What is required
Where the data below has the string "totals", return the whole line.

Exercise data
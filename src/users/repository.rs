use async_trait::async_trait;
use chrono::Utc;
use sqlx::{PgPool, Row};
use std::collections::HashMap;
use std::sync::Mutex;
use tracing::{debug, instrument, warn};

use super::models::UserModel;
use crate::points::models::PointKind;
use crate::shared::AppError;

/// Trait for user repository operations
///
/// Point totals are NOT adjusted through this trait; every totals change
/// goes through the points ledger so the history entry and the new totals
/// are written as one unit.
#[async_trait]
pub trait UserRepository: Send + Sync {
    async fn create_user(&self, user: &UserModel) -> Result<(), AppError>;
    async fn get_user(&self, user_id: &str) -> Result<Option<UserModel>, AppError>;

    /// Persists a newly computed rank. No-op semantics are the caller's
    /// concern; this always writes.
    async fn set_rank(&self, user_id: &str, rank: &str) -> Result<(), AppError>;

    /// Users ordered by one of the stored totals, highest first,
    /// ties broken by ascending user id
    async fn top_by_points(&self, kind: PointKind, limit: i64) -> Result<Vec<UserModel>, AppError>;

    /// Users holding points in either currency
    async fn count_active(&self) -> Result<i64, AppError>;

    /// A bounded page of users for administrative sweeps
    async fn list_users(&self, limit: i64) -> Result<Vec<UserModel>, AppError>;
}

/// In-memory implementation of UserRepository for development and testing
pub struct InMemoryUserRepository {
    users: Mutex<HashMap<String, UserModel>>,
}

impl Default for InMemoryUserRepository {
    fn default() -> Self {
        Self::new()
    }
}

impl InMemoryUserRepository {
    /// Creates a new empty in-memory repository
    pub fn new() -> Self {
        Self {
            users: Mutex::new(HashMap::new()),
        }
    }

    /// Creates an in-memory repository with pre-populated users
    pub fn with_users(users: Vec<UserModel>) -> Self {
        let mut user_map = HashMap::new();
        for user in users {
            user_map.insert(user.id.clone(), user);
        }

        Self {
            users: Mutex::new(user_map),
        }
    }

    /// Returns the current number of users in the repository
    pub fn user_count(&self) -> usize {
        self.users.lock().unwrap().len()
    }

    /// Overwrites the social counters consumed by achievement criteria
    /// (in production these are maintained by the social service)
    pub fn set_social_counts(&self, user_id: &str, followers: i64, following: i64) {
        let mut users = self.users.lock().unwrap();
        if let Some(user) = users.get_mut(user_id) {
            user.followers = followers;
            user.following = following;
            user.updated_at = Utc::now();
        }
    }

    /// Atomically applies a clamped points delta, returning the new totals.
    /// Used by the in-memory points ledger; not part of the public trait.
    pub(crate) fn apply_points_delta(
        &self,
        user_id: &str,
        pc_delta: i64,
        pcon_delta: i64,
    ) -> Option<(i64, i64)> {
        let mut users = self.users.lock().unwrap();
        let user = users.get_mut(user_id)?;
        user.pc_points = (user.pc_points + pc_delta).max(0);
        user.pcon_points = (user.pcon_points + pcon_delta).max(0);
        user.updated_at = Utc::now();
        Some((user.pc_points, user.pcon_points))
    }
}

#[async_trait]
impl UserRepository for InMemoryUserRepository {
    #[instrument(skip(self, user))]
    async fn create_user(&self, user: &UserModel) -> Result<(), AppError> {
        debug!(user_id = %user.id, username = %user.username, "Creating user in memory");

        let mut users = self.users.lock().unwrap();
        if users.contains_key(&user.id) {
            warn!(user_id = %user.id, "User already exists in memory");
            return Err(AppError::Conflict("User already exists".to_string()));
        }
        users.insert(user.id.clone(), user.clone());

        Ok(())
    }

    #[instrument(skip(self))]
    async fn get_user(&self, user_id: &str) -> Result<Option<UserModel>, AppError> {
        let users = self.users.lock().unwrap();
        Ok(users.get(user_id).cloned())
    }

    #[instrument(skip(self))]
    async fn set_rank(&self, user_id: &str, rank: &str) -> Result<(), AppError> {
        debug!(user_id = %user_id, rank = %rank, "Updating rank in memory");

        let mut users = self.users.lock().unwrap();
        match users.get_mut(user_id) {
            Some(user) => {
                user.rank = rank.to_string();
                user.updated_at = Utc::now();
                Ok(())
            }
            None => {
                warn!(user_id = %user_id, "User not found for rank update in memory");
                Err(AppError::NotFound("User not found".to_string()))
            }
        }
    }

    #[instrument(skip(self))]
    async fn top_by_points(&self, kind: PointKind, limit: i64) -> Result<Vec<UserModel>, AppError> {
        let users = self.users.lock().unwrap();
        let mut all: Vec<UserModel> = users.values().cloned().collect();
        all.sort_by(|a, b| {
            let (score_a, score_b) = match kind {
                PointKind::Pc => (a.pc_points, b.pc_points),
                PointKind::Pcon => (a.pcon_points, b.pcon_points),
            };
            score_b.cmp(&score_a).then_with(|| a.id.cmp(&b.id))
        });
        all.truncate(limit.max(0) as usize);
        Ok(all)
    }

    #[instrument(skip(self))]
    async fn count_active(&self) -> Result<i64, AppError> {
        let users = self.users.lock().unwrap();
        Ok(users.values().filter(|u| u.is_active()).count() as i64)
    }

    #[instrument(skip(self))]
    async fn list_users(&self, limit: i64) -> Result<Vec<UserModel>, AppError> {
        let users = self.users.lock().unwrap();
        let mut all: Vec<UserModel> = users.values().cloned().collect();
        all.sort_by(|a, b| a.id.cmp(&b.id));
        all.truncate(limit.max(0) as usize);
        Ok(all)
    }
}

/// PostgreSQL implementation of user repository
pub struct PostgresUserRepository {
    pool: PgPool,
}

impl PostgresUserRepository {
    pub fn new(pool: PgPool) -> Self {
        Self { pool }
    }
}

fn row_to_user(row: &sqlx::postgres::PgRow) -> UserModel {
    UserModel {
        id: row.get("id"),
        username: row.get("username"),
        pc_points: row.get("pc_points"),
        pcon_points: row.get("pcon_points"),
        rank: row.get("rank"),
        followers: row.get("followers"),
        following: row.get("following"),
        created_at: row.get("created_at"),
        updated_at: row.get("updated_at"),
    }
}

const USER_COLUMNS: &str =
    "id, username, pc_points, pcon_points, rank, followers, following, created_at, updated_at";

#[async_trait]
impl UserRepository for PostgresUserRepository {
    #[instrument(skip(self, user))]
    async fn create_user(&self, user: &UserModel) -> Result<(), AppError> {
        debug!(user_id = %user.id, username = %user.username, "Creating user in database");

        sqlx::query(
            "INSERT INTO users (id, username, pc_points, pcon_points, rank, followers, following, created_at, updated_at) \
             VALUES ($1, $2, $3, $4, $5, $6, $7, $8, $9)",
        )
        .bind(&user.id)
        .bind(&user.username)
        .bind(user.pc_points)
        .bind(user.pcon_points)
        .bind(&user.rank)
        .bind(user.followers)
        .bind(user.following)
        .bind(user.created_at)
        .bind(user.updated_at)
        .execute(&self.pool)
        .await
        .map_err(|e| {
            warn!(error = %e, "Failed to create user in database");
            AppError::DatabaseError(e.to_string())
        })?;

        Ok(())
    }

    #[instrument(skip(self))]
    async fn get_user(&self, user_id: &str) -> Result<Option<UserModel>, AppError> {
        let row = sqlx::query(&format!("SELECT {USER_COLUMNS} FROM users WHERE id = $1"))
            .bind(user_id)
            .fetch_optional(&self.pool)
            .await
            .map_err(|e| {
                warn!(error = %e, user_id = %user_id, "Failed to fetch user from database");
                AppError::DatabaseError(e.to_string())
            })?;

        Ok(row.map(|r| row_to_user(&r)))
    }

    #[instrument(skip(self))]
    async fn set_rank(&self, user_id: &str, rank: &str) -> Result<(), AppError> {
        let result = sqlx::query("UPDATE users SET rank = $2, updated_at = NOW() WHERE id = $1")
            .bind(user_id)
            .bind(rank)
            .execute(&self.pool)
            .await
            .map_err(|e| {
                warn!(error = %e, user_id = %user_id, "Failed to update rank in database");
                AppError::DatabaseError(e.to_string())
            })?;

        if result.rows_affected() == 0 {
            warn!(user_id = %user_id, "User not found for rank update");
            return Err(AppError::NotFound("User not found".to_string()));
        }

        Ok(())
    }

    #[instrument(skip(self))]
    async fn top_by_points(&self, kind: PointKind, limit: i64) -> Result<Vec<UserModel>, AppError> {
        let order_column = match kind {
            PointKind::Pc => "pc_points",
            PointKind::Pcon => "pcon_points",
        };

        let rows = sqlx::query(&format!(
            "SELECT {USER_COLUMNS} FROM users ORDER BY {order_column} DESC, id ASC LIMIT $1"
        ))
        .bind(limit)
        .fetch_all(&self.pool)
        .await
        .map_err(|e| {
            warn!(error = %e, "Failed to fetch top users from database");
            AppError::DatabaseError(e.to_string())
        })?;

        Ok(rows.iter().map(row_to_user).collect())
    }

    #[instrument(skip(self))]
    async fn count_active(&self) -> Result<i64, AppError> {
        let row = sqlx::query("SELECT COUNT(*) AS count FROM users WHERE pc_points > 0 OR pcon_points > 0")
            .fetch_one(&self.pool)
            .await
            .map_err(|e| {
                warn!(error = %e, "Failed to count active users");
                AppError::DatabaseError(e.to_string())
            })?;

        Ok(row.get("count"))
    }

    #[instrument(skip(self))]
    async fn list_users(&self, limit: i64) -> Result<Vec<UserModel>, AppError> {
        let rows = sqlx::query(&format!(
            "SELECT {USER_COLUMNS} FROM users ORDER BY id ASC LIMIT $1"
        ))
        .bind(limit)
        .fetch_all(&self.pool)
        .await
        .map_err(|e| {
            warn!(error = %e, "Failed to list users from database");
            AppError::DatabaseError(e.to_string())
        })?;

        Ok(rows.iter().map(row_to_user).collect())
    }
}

Answer section
/// Point totals are NOT adjusted through this trait; every totals change
/// goes through the points ledger so the history entry and the new totals
    /// Users ordered by one of the stored totals, highest first,
    /// Atomically applies a clamped points delta, returning the new totals.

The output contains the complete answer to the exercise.